THe number of common neighbors of nodes X and Y is 

$commonNeigh(X, Y) = |N(X)\bigcap{N(Y)}|$,

when $N(X)$ is the set of neighbors of node $X$

$commonNeigh(A, C) = |{B,D}| =2$

In [18]:
import networkx as nx
import matplotlib.pyplot as plt
import operator
%matplotlib widget

G=nx.Graph()
G.add_edges_from([('A','B'),('B','C'),('A','D'),('A','E'),('B','D'),('D','C'),('C','F'),('F','E'),('F','G'),('E','G'),('G','H'),('G','I')])
plt.figure(1)
pos = nx.spring_layout(G)
nx.draw_networkx(G, pos) 


FigureCanvasNbAgg()

In [19]:
common_neigh= [(e[0],e[1], len(list(nx.common_neighbors(G,e[0],e[1])))) for e in nx.non_edges(G)]
sorted(common_neigh , key= operator.itemgetter(2), reverse=True)
print(common_neigh)

[('A', 'C', 2), ('A', 'F', 1), ('A', 'H', 0), ('A', 'I', 0), ('A', 'G', 1), ('C', 'G', 1), ('C', 'H', 0), ('C', 'E', 1), ('C', 'I', 0), ('F', 'H', 1), ('F', 'D', 1), ('F', 'B', 1), ('F', 'I', 1), ('H', 'I', 1), ('H', 'D', 0), ('H', 'E', 1), ('H', 'B', 0), ('I', 'D', 0), ('I', 'E', 1), ('I', 'B', 0), ('E', 'D', 1), ('E', 'B', 1), ('D', 'G', 0), ('B', 'G', 0)]
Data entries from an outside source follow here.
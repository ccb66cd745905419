use pretty_assertions::assert_eq;
use quill::Value;
use serde_json::json;
use tests::blog;

#[tokio::test]
async fn create_and_find() {
    let (client, _) = blog().await;
    let users = client.model("User");

    let created = users
        .create(json!({
            "data": { "email": "alice@example.com", "name": "Alice" },
            "select": { "id": true, "email": true, "name": true, "role": true },
        }))
        .await
        .unwrap();
    assert_eq!(
        created.to_json(),
        json!({ "id": 1, "email": "alice@example.com", "name": "Alice", "role": "USER" })
    );

    let found = users
        .find_unique(json!({ "where": { "email": "alice@example.com" } }))
        .await
        .unwrap();
    assert!(matches!(found.get("createdAt"), Some(Value::DateTime(_))), "{found:?}");
    assert_eq!(found.get("name"), Some(&Value::from("Alice")));

    let missing = users.find_unique(json!({ "where": { "id": 42 } })).await.unwrap();
    assert_eq!(missing, Value::Null);

    let err = users
        .find_unique_or_throw(json!({ "where": { "id": 42 } }))
        .await
        .unwrap_err();
    assert!(err.is_not_found(), "{err}");
}

#[tokio::test]
async fn update_and_delete() {
    let (client, _) = blog().await;
    let users = client.model("User");
    let posts = client.model("Post");

    users
        .create(json!({ "data": { "email": "bob@example.com" } }))
        .await
        .unwrap();
    posts
        .create(json!({ "data": { "title": "Hello", "authorId": 1 } }))
        .await
        .unwrap();

    let updated = users
        .update(json!({
            "where": { "id": 1 },
            "data": { "name": "Bob", "role": "ADMIN" },
            "select": { "name": true, "role": true },
        }))
        .await
        .unwrap();
    assert_eq!(updated.to_json(), json!({ "name": "Bob", "role": "ADMIN" }));

    let post = posts
        .update(json!({
            "where": { "id": 1 },
            "data": { "views": { "increment": 5 }, "published": { "set": true } },
            "select": { "views": true, "published": true },
        }))
        .await
        .unwrap();
    assert_eq!(post.to_json(), json!({ "views": 5, "published": true }));

    let err = users
        .update(json!({ "where": { "id": 9 }, "data": { "name": "Nobody" } }))
        .await
        .unwrap_err();
    assert!(err.is_not_found(), "{err}");

    let deleted = posts
        .delete(json!({ "where": { "id": 1 }, "select": { "title": true } }))
        .await
        .unwrap();
    assert_eq!(deleted.to_json(), json!({ "title": "Hello" }));
    assert_eq!(posts.count(json!({})).await.unwrap(), Value::Int(0));
}

#[tokio::test]
async fn batch_writes_return_counts() {
    let (client, _) = blog().await;
    let users = client.model("User");

    let created = users
        .create_many(json!({
            "data": [
                { "email": "a@example.com" },
                { "email": "b@example.com" },
                { "email": "c@example.com", "role": "ADMIN" },
            ],
        }))
        .await
        .unwrap();
    assert_eq!(created.to_json(), json!({ "count": 3 }));

    let skipped = users
        .create_many(json!({
            "data": [{ "email": "a@example.com" }, { "email": "d@example.com" }],
            "skipDuplicates": true,
        }))
        .await
        .unwrap();
    assert_eq!(skipped.to_json(), json!({ "count": 1 }));

    let updated = users
        .update_many(json!({ "where": { "role": "USER" }, "data": { "name": "member" } }))
        .await
        .unwrap();
    assert_eq!(updated.to_json(), json!({ "count": 3 }));

    let returned = users
        .update_many_and_return(json!({
            "where": { "role": "ADMIN" },
            "data": { "name": "admin" },
            "select": { "email": true, "name": true },
        }))
        .await
        .unwrap();
    assert_eq!(returned.to_json(), json!([{ "email": "c@example.com", "name": "admin" }]));

    let deleted = users
        .delete_many(json!({ "where": { "name": "member" } }))
        .await
        .unwrap();
    assert_eq!(deleted.to_json(), json!({ "count": 3 }));
    assert_eq!(users.count(json!({})).await.unwrap(), Value::Int(1));
}

#[tokio::test]
async fn create_many_and_return_reads_rows_back() {
    let (client, _) = blog().await;
    let tags = client.model("Tag");

    let created = tags
        .create_many_and_return(json!({
            "data": [{ "name": "rust" }, { "name": "sql" }],
            "select": { "name": true },
        }))
        .await
        .unwrap();
    assert_eq!(created.to_json(), json!([{ "name": "rust" }, { "name": "sql" }]));
}

#[tokio::test]
async fn upsert_creates_then_updates() {
    let (client, _) = blog().await;
    let users = client.model("User");

    let args = json!({
        "where": { "email": "eve@example.com" },
        "create": { "email": "eve@example.com", "name": "Eve" },
        "update": { "name": "Eve again" },
        "select": { "name": true },
    });

    let first = users.upsert(args.clone()).await.unwrap();
    assert_eq!(first.to_json(), json!({ "name": "Eve" }));

    let second = users.upsert(args).await.unwrap();
    assert_eq!(second.to_json(), json!({ "name": "Eve again" }));
    assert_eq!(users.count(json!({})).await.unwrap(), Value::Int(1));
}

#[tokio::test]
async fn exists_checks_for_any_match() {
    let (client, _) = blog().await;
    let users = client.model("User");

    assert_eq!(users.exists(json!({})).await.unwrap(), Value::Bool(false));
    users
        .create(json!({ "data": { "email": "x@example.com" } }))
        .await
        .unwrap();
    assert_eq!(
        users.exists(json!({ "where": { "email": { "endsWith": "@example.com" } } })).await.unwrap(),
        Value::Bool(true)
    );
}

#[tokio::test]
async fn omitted_fields_stay_out_of_results() {
    let mut builder = quill::Client::builder();
    builder.schema(tests::blog_schema()).omit("User", "createdAt");
    let (client, _) = tests::setup_with(&mut builder, tests::BLOG_DDL).await;
    let users = client.model("User");

    let created = users
        .create(json!({ "data": { "email": "o@example.com" } }))
        .await
        .unwrap();
    assert_eq!(
        created.to_json(),
        json!({ "id": 1, "email": "o@example.com", "name": null, "role": "USER" })
    );

    let with_date = users
        .find_first(json!({ "omit": { "createdAt": false, "role": true } }))
        .await
        .unwrap();
    assert!(with_date.get("createdAt").is_some());
    assert!(with_date.get("role").is_none());
}
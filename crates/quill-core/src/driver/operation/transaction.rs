use super::Operation;

#[derive(Debug, Clone, Copy, PartialEq, Eq)]
pub enum Transaction {
    /// Start a transaction
    Start,

    /// Commit a transaction
    Commit,

    /// Rollback a transaction
    Rollback,

    /// Create a savepoint named `sp_{n}`
    Savepoint(u32),

    /// Release the savepoint `sp_{n}`
    ReleaseSavepoint(u32),

    /// Roll back to the savepoint `sp_{n}`
    RollbackToSavepoint(u32),
}

impl From<Transaction> for Operation {
    fn from(value: Transaction) -> Self {
        Self::Transaction(value)
    }
}
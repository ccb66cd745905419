use super::{RuleKey, Validator};
use crate::dialect::parse_datetime;

use quill_core::{Result, Value, Violation};

use indexmap::IndexMap;
use rust_decimal::Decimal;

use std::str::FromStr;

/// The structural rule an argument value must satisfy.
#[derive(Debug, Clone)]
pub(crate) enum Rule {
    Any,

    Scalar(Scalar),

    /// One of a fixed set of strings
    OneOf(Vec<String>),

    Object(ObjectRule),

    List(Box<Rule>),

    /// A single item or a list of them
    OneOrMany(Box<Rule>),

    /// `null` or the inner rule
    Nullable(Box<Rule>),

    /// Passes when any alternative passes
    Either(Vec<Rule>),

    /// A rule built on first use; lets rules refer to each other
    /// recursively.
    Ref(RuleKey),
}

#[derive(Debug, Clone, PartialEq)]
pub(crate) enum Scalar {
    String,
    Boolean,
    Int,
    NonNegativeInt,
    BigInt,
    Float,
    Decimal,
    DateTime,
    Bytes,
    /// `filter` admits `AnyNull`
    Json { filter: bool },
    Enum { name: String, keys: Vec<String> },
}

#[derive(Debug, Clone, Default)]
pub(crate) struct ObjectRule {
    pub(crate) fields: IndexMap<String, Rule>,

    pub(crate) required: Vec<String>,

    /// Each group needs at least one of its keys.
    pub(crate) required_any: Vec<Vec<String>>,

    /// Key pairs that cannot be given together.
    pub(crate) exclusive: Vec<(String, String)>,

    pub(crate) exactly_one: bool,

    /// Unique key sets; when non-empty, one set must be fully given.
    pub(crate) unique: Vec<Vec<String>>,

    /// Relations paired with the foreign key fields they own. An object
    /// either writes relations or foreign keys, never both.
    pub(crate) foreign_keys: Vec<(String, Vec<String>)>,
}

impl Rule {
    pub(crate) fn one_of(values: &[&str]) -> Rule {
        Rule::OneOf(values.iter().map(|value| value.to_string()).collect())
    }

    pub(crate) fn nullable(self) -> Rule {
        Rule::Nullable(Box::new(self))
    }

    pub(crate) fn list(self) -> Rule {
        Rule::List(Box::new(self))
    }

    pub(crate) fn one_or_many(self) -> Rule {
        Rule::OneOrMany(Box::new(self))
    }

    pub(crate) fn boolean() -> Rule {
        Rule::Scalar(Scalar::Boolean)
    }

    /// `true` if the rule expects the kind of value `value` is: an object,
    /// a list or a scalar.
    fn fits_shape(&self, value: &Value) -> bool {
        match self {
            Rule::Object(_) | Rule::Ref(_) => matches!(value, Value::Object(_)),
            Rule::List(_) => matches!(value, Value::List(_)),
            Rule::Nullable(inner) => value.is_null() || inner.fits_shape(value),
            Rule::OneOrMany(inner) => matches!(value, Value::List(_)) || inner.fits_shape(value),
            Rule::Either(alternatives) => alternatives.iter().any(|rule| rule.fits_shape(value)),
            Rule::Any | Rule::Scalar(Scalar::Json { .. }) => true,
            Rule::Scalar(_) | Rule::OneOf(_) => !matches!(value, Value::Object(_) | Value::List(_)),
        }
    }
}

impl ObjectRule {
    pub(crate) fn field(mut self, key: impl Into<String>, rule: Rule) -> ObjectRule {
        self.fields.insert(key.into(), rule);
        self
    }

    pub(crate) fn require(mut self, key: impl Into<String>) -> ObjectRule {
        self.required.push(key.into());
        self
    }

    pub(crate) fn exclusive(mut self, a: &str, b: &str) -> ObjectRule {
        self.exclusive.push((a.to_string(), b.to_string()));
        self
    }

    pub(crate) fn exactly_one(mut self) -> ObjectRule {
        self.exactly_one = true;
        self
    }

    pub(crate) fn into_rule(self) -> Rule {
        Rule::Object(self)
    }
}

/// Walks a value against a rule, collecting every violation.
pub(crate) struct Check<'a> {
    validator: &'a Validator,
    pub(crate) violations: Vec<Violation>,
}

impl<'a> Check<'a> {
    pub(crate) fn new(validator: &'a Validator) -> Check<'a> {
        Check {
            validator,
            violations: vec![],
        }
    }

    fn violation(&mut self, path: &str, message: impl Into<String>) {
        self.violations.push(Violation::new(path, message));
    }

    pub(crate) fn check(&mut self, rule: &Rule, value: &Value, path: &str) -> Result<()> {
        match rule {
            Rule::Any => {}
            Rule::Scalar(scalar) => self.scalar(scalar, value, path),
            Rule::OneOf(values) => match value.as_str() {
                Some(s) if values.iter().any(|v| v == s) => {}
                _ => self.violation(path, format!("expected one of {}", quoted(values))),
            },
            Rule::Object(object) => self.object(object, value, path)?,
            Rule::List(item) => match value {
                Value::List(items) => {
                    for (i, value) in items.iter().enumerate() {
                        self.check(item, value, &format!("{path}[{i}]"))?;
                    }
                }
                _ => self.violation(path, format!("expected a list, got {}", value.type_name())),
            },
            Rule::OneOrMany(item) => match value {
                Value::List(items) => {
                    for (i, value) in items.iter().enumerate() {
                        self.check(item, value, &format!("{path}[{i}]"))?;
                    }
                }
                value => self.check(item, value, path)?,
            },
            Rule::Nullable(inner) => {
                if !matches!(value, Value::Null | Value::DbNull) {
                    self.check(inner, value, path)?;
                }
            }
            Rule::Either(alternatives) => self.either(alternatives, value, path)?,
            Rule::Ref(key) => {
                let rule = self.validator.rule(key)?;
                self.check(&rule, value, path)?;
            }
        }
        Ok(())
    }

    /// Keeps the violations of the alternative that came closest,
    /// preferring alternatives shaped like the value.
    fn either(&mut self, alternatives: &[Rule], value: &Value, path: &str) -> Result<()> {
        let mut best: Option<((bool, usize), Vec<Violation>)> = None;

        for alternative in alternatives {
            let mut check = Check::new(self.validator);
            check.check(alternative, value, path)?;
            if check.violations.is_empty() {
                return Ok(());
            }

            let rank = (!alternative.fits_shape(value), check.violations.len());
            if best.as_ref().map_or(true, |(best, _)| rank < *best) {
                best = Some((rank, check.violations));
            }
        }

        self.violations.extend(best.map(|(_, violations)| violations).unwrap_or_default());
        Ok(())
    }

    fn object(&mut self, rule: &ObjectRule, value: &Value, path: &str) -> Result<()> {
        let Some(entries) = value.as_object() else {
            self.violation(path, format!("expected an object, got {}", value.type_name()));
            return Ok(());
        };

        for (key, value) in entries {
            let child = join(path, key);
            match rule.fields.get(key) {
                Some(field) => self.check(field, value, &child)?,
                None => self.violation(&child, "unknown argument"),
            }
        }

        for key in &rule.required {
            if !entries.contains_key(key) {
                self.violation(&join(path, key), "is required");
            }
        }

        for group in &rule.required_any {
            if !group.iter().any(|key| entries.contains_key(key)) {
                self.violation(path, format!("one of {} is required", quoted(group)));
            }
        }

        for (a, b) in &rule.exclusive {
            if entries.contains_key(a) && entries.contains_key(b) {
                self.violation(path, format!("`{a}` and `{b}` cannot be used together"));
            }
        }

        if rule.exactly_one && entries.len() != 1 {
            let keys: Vec<String> = rule.fields.keys().cloned().collect();
            self.violation(path, format!("expected exactly one of {}", quoted(&keys)));
        }

        if !rule.unique.is_empty() {
            let given = |key: &String| entries.get(key).is_some_and(|value| !value.is_null());
            if !rule.unique.iter().any(|set| set.iter().all(given)) {
                let sets: Vec<String> = rule.unique.iter().map(|set| set.join(", ")).collect();
                self.violation(path, format!("requires a unique filter on one of {}", quoted(&sets)));
            }
        }

        let relations: Vec<&str> = rule
            .foreign_keys
            .iter()
            .filter(|(relation, _)| entries.contains_key(relation))
            .map(|(relation, _)| relation.as_str())
            .collect();
        let keys: Vec<&str> = rule
            .foreign_keys
            .iter()
            .flat_map(|(_, fields)| fields)
            .filter(|field| entries.contains_key(*field))
            .map(String::as_str)
            .collect();
        if let (Some(relation), Some(key)) = (relations.first(), keys.first()) {
            self.violation(
                path,
                format!("`{relation}` and foreign key `{key}` cannot be written in the same object"),
            );
        }

        Ok(())
    }

    fn scalar(&mut self, scalar: &Scalar, value: &Value, path: &str) {
        let ok = match (scalar, value) {
            (_, Value::AnyNull) => {
                if !matches!(scalar, Scalar::Json { filter: true }) {
                    self.violation(path, "`AnyNull` can only be used in filters");
                }
                return;
            }
            (Scalar::String, Value::String(_)) => true,
            (Scalar::Boolean, Value::Bool(_)) => true,
            (Scalar::Int, Value::Int(_) | Value::BigInt(_)) => true,
            (Scalar::NonNegativeInt, Value::Int(n)) => *n >= 0,
            (Scalar::BigInt, Value::Int(_) | Value::BigInt(_)) => true,
            (Scalar::BigInt, Value::String(s)) => s.parse::<i64>().is_ok(),
            (Scalar::Float, Value::Float(_) | Value::Int(_) | Value::BigInt(_) | Value::Decimal(_)) => true,
            (Scalar::Decimal, Value::Decimal(_) | Value::Int(_) | Value::BigInt(_) | Value::Float(_)) => true,
            (Scalar::Decimal, Value::String(s)) => Decimal::from_str(s).is_ok(),
            (Scalar::DateTime, Value::DateTime(_)) => true,
            (Scalar::DateTime, Value::String(s)) => parse_datetime(s).is_some(),
            (Scalar::Bytes, Value::Bytes(_)) => true,
            (Scalar::Json { .. }, _) => true,
            (Scalar::Enum { keys, .. }, Value::String(s)) => keys.contains(s),
            _ => false,
        };

        if !ok {
            let message = match (scalar, value) {
                (Scalar::Enum { name, keys }, _) => {
                    format!("expected a value of enum `{name}` ({})", quoted(keys))
                }
                (Scalar::NonNegativeInt, Value::Int(_)) => "must not be negative".to_string(),
                _ => format!("expected {}, got {}", scalar.describe(), value.type_name()),
            };
            self.violation(path, message);
        }
    }
}

impl Scalar {
    fn describe(&self) -> &'static str {
        match self {
            Scalar::String => "a string",
            Scalar::Boolean => "a boolean",
            Scalar::Int => "an integer",
            Scalar::NonNegativeInt => "a non-negative integer",
            Scalar::BigInt => "a big integer",
            Scalar::Float => "a number",
            Scalar::Decimal => "a decimal",
            Scalar::DateTime => "a date-time",
            Scalar::Bytes => "bytes",
            Scalar::Json { .. } => "a JSON value",
            Scalar::Enum { .. } => "an enum value",
        }
    }
}

fn join(path: &str, key: &str) -> String {
    if path.is_empty() {
        key.to_string()
    } else {
        format!("{path}.{key}")
    }
}

fn quoted(values: &[String]) -> String {
    values
        .iter()
        .map(|value| format!("`{value}`"))
        .collect::<Vec<_>>()
        .join(", ")
}
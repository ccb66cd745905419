use chrono::{NaiveDate, SecondsFormat};
use mysql_async::{consts::ColumnType, prelude::ToValue, Column, Row};
use quill_core::{stmt, Error, Result};
use rust_decimal::Decimal;
use std::str::FromStr;

/// Charset number MySQL reports for binary strings.
const BINARY_CHARSET: u16 = 63;

#[derive(Debug)]
pub struct Value(stmt::Value);

impl From<stmt::Value> for Value {
    fn from(value: stmt::Value) -> Self {
        Self(value)
    }
}

impl Value {
    pub fn into_inner(self) -> stmt::Value {
        self.0
    }

    /// Takes column `index` out of `row`.
    ///
    /// Strings, decimals and JSON all arrive as bytes; the column metadata
    /// decides which wire value they become.
    pub fn from_sql(index: usize, row: &mut Row, column: &Column) -> Result<Self> {
        let value: mysql_async::Value = row
            .take(index)
            .ok_or_else(|| Error::internal(format!("row has no column {index}")))?;

        let ret = match value {
            mysql_async::Value::NULL => stmt::Value::Null,
            mysql_async::Value::Int(v) => match column.column_type() {
                ColumnType::MYSQL_TYPE_TINY if column.column_length() == 1 => {
                    stmt::Value::Bool(v != 0)
                }
                _ => stmt::Value::I64(v),
            },
            mysql_async::Value::UInt(v) => stmt::Value::I64(i64::try_from(v).map_err(|_| {
                Error::type_conversion(stmt::Value::String(v.to_string()), "i64")
            })?),
            mysql_async::Value::Float(v) => stmt::Value::F64(v.into()),
            mysql_async::Value::Double(v) => stmt::Value::F64(v),
            mysql_async::Value::Bytes(bytes) => match column.column_type() {
                ColumnType::MYSQL_TYPE_NEWDECIMAL | ColumnType::MYSQL_TYPE_DECIMAL => {
                    let text = String::from_utf8(bytes).map_err(Error::driver_operation_failed)?;
                    stmt::Value::Decimal(Decimal::from_str(&text)?)
                }
                _ if column.character_set() == BINARY_CHARSET
                    && column.column_type() != ColumnType::MYSQL_TYPE_JSON =>
                {
                    stmt::Value::Bytes(bytes)
                }
                _ => stmt::Value::String(
                    String::from_utf8(bytes).map_err(Error::driver_operation_failed)?,
                ),
            },
            mysql_async::Value::Date(year, month, day, hour, minute, second, micros) => {
                let datetime = NaiveDate::from_ymd_opt(year.into(), month.into(), day.into())
                    .and_then(|date| {
                        date.and_hms_micro_opt(hour.into(), minute.into(), second.into(), micros)
                    })
                    .ok_or_else(|| Error::internal("MySQL returned an invalid date"))?;
                stmt::Value::DateTime(datetime.and_utc())
            }
            mysql_async::Value::Time(..) => {
                return Err(Error::not_supported("TIME columns", "mysql"));
            }
        };

        Ok(Value(ret))
    }
}

impl ToValue for Value {
    fn to_value(&self) -> mysql_async::Value {
        match &self.0 {
            stmt::Value::Null => mysql_async::Value::NULL,
            stmt::Value::Bool(value) => value.to_value(),
            stmt::Value::I64(value) => value.to_value(),
            stmt::Value::F64(value) => value.to_value(),
            stmt::Value::String(value) => value.to_value(),
            stmt::Value::Bytes(value) => value.to_value(),
            stmt::Value::Decimal(value) => value.to_string().to_value(),
            stmt::Value::DateTime(value) => value
                .format("%Y-%m-%d %H:%M:%S%.6f")
                .to_string()
                .to_value(),
            stmt::Value::Json(value) => value.to_string().to_value(),
            stmt::Value::List(values) => serde_json_list(values).to_value(),
        }
    }
}

/// MySQL has no array type; lists are bound as JSON text.
fn serde_json_list(values: &[stmt::Value]) -> String {
    let items: Vec<String> = values
        .iter()
        .map(|value| match value {
            stmt::Value::Null => "null".to_string(),
            stmt::Value::Bool(v) => v.to_string(),
            stmt::Value::I64(v) => v.to_string(),
            stmt::Value::F64(v) => v.to_string(),
            stmt::Value::String(v) => format!("{v:?}"),
            stmt::Value::Decimal(v) => format!("\"{v}\""),
            stmt::Value::DateTime(v) => format!("\"{}\"", v.to_rfc3339_opts(SecondsFormat::Millis, true)),
            stmt::Value::Json(v) => v.to_string(),
            stmt::Value::Bytes(_) | stmt::Value::List(_) => "null".to_string(),
        })
        .collect();
    format!("[{}]", items.join(","))
}
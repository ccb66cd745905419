use chrono::{DateTime, Utc};
use rust_decimal::Decimal;

/// A value as it crosses the driver boundary.
///
/// Dialects convert application values into this representation before a
/// statement is executed, and drivers produce it when decoding rows.
#[derive(Debug, Default, Clone, PartialEq)]
pub enum Value {
    #[default]
    Null,
    Bool(bool),
    I64(i64),
    F64(f64),
    String(String),
    Bytes(Vec<u8>),
    Decimal(Decimal),
    DateTime(DateTime<Utc>),
    Json(serde_json::Value),
    /// A native array (Postgres only).
    List(Vec<Value>),
}

impl Value {
    pub fn is_null(&self) -> bool {
        matches!(self, Value::Null)
    }

    pub fn as_str(&self) -> Option<&str> {
        match self {
            Value::String(v) => Some(v),
            _ => None,
        }
    }

    pub fn as_i64(&self) -> Option<i64> {
        match self {
            Value::I64(v) => Some(*v),
            Value::F64(v) if v.fract() == 0.0 => Some(*v as i64),
            Value::String(v) => v.parse().ok(),
            Value::Decimal(v) => i64::try_from(*v).ok(),
            _ => None,
        }
    }

    pub fn variant_name(&self) -> &'static str {
        match self {
            Value::Null => "Null",
            Value::Bool(_) => "Bool",
            Value::I64(_) => "I64",
            Value::F64(_) => "F64",
            Value::String(_) => "String",
            Value::Bytes(_) => "Bytes",
            Value::Decimal(_) => "Decimal",
            Value::DateTime(_) => "DateTime",
            Value::Json(_) => "Json",
            Value::List(_) => "List",
        }
    }
}

impl From<bool> for Value {
    fn from(value: bool) -> Self {
        Value::Bool(value)
    }
}

impl From<i64> for Value {
    fn from(value: i64) -> Self {
        Value::I64(value)
    }
}

impl From<f64> for Value {
    fn from(value: f64) -> Self {
        Value::F64(value)
    }
}

impl From<String> for Value {
    fn from(value: String) -> Self {
        Value::String(value)
    }
}

impl From<&str> for Value {
    fn from(value: &str) -> Self {
        Value::String(value.to_string())
    }
}

impl From<serde_json::Value> for Value {
    fn from(value: serde_json::Value) -> Self {
        Value::Json(value)
    }
}

impl From<i32> for Value {
    fn from(value: i32) -> Self {
        Value::I64(value as i64)
    }
}
use super::{Expr, SelectItem, TableName};

#[derive(Debug, Clone, PartialEq)]
pub struct Delete {
    pub table: TableName,
    pub filter: Option<Expr>,

    /// Only emitted on providers that accept `DELETE .. LIMIT`
    pub limit: Option<u64>,

    pub returning: Vec<SelectItem>,
}
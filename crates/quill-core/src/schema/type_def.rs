use super::FieldDef;

use indexmap::IndexMap;
use serde::Deserialize;

/// A named shape stored in a JSON column.
#[derive(Debug, Clone, Deserialize)]
#[serde(rename_all = "camelCase")]
pub struct TypeDefDef {
    #[serde(default)]
    pub name: String,

    pub fields: IndexMap<String, FieldDef>,
}

impl TypeDefDef {
    pub fn new(name: impl Into<String>) -> TypeDefDef {
        TypeDefDef {
            name: name.into(),
            fields: IndexMap::new(),
        }
    }

    pub fn field(mut self, field: FieldDef) -> TypeDefDef {
        self.fields.insert(field.name.clone(), field);
        self
    }
}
Which edge would form more likely - A and G, H and I?

[('A', 'C', 2), ('A', 'F', 1), ('A', 'H', 0), ('A', 'I', 0), **('A', 'G', 1)**, ('C', 'G', 1), ('C', 'H', 0), ('C', 'E', 1), ('C', 'I', 0), ('F', 'H', 1), ('F', 'D', 1), ('F', 'B', 1), ('F', 'I', 1), **('H', 'I', 1)**, ('H', 'D', 0), ('H', 'E', 1), ('H', 'B', 0), ('I', 'D', 0), ('I', 'E', 1), ('I', 'B', 0), ('E', 'D', 1), ('E', 'B', 1), ('D', 'G', 0), ('B', 'G', 0)]

# Measure 2: Jaccard Coefficient

* Number of common neighbors normalized by the total number of neighbors

The Jaccard coefficient of nodes X and Y is

$jaccCoeff(X, Y) = \frac{N(X)\bigcap{N(Y)}}{N(X)\bigcup{N(Y)}}$

$jaccCoeff(A, C) = \frac{N(A)\bigcap{N(C)}}{N(A)\bigcup{N(C)}} = \frac{|\{B,D\}|}{|\{B, D, E, F\}|}= \frac{2}{4}= \frac{1}{2}$

![](images/4-4.2.png)

What is the Jaccard Coefficient between node A and F?

$jaccCoeff(A,F)=\frac{|\{E\}|}{|\{E,G,D,B,C\}|}=\frac{1}{5}$

In [21]:
L=list(nx.jaccard_coefficient(G))
L.sort(key=operator.itemgetter(2), reverse=True)
print(L)

[('H', 'I', 1.0), ('A', 'C', 0.5), ('F', 'H', 0.3333333333333333), ('F', 'I', 0.3333333333333333), ('H', 'E', 0.3333333333333333), ('I', 'E', 0.3333333333333333), ('A', 'F', 0.2), ('C', 'E', 0.2), ('F', 'D', 0.2), ('F', 'B', 0.2), ('E', 'D', 0.2), ('E', 'B', 0.2), ('A', 'G', 0.16666666666666666), ('C', 'G', 0.16666666666666666), ('A', 'H', 0.0), ('A', 'I', 0.0), ('C', 'H', 0.0), ('C', 'I', 0.0), ('H', 'D', 0.0), ('H', 'B', 0.0), ('I', 'D', 0.0), ('I', 'B', 0.0), ('D', 'G', 0.0), ('B', 'G', 0.0)]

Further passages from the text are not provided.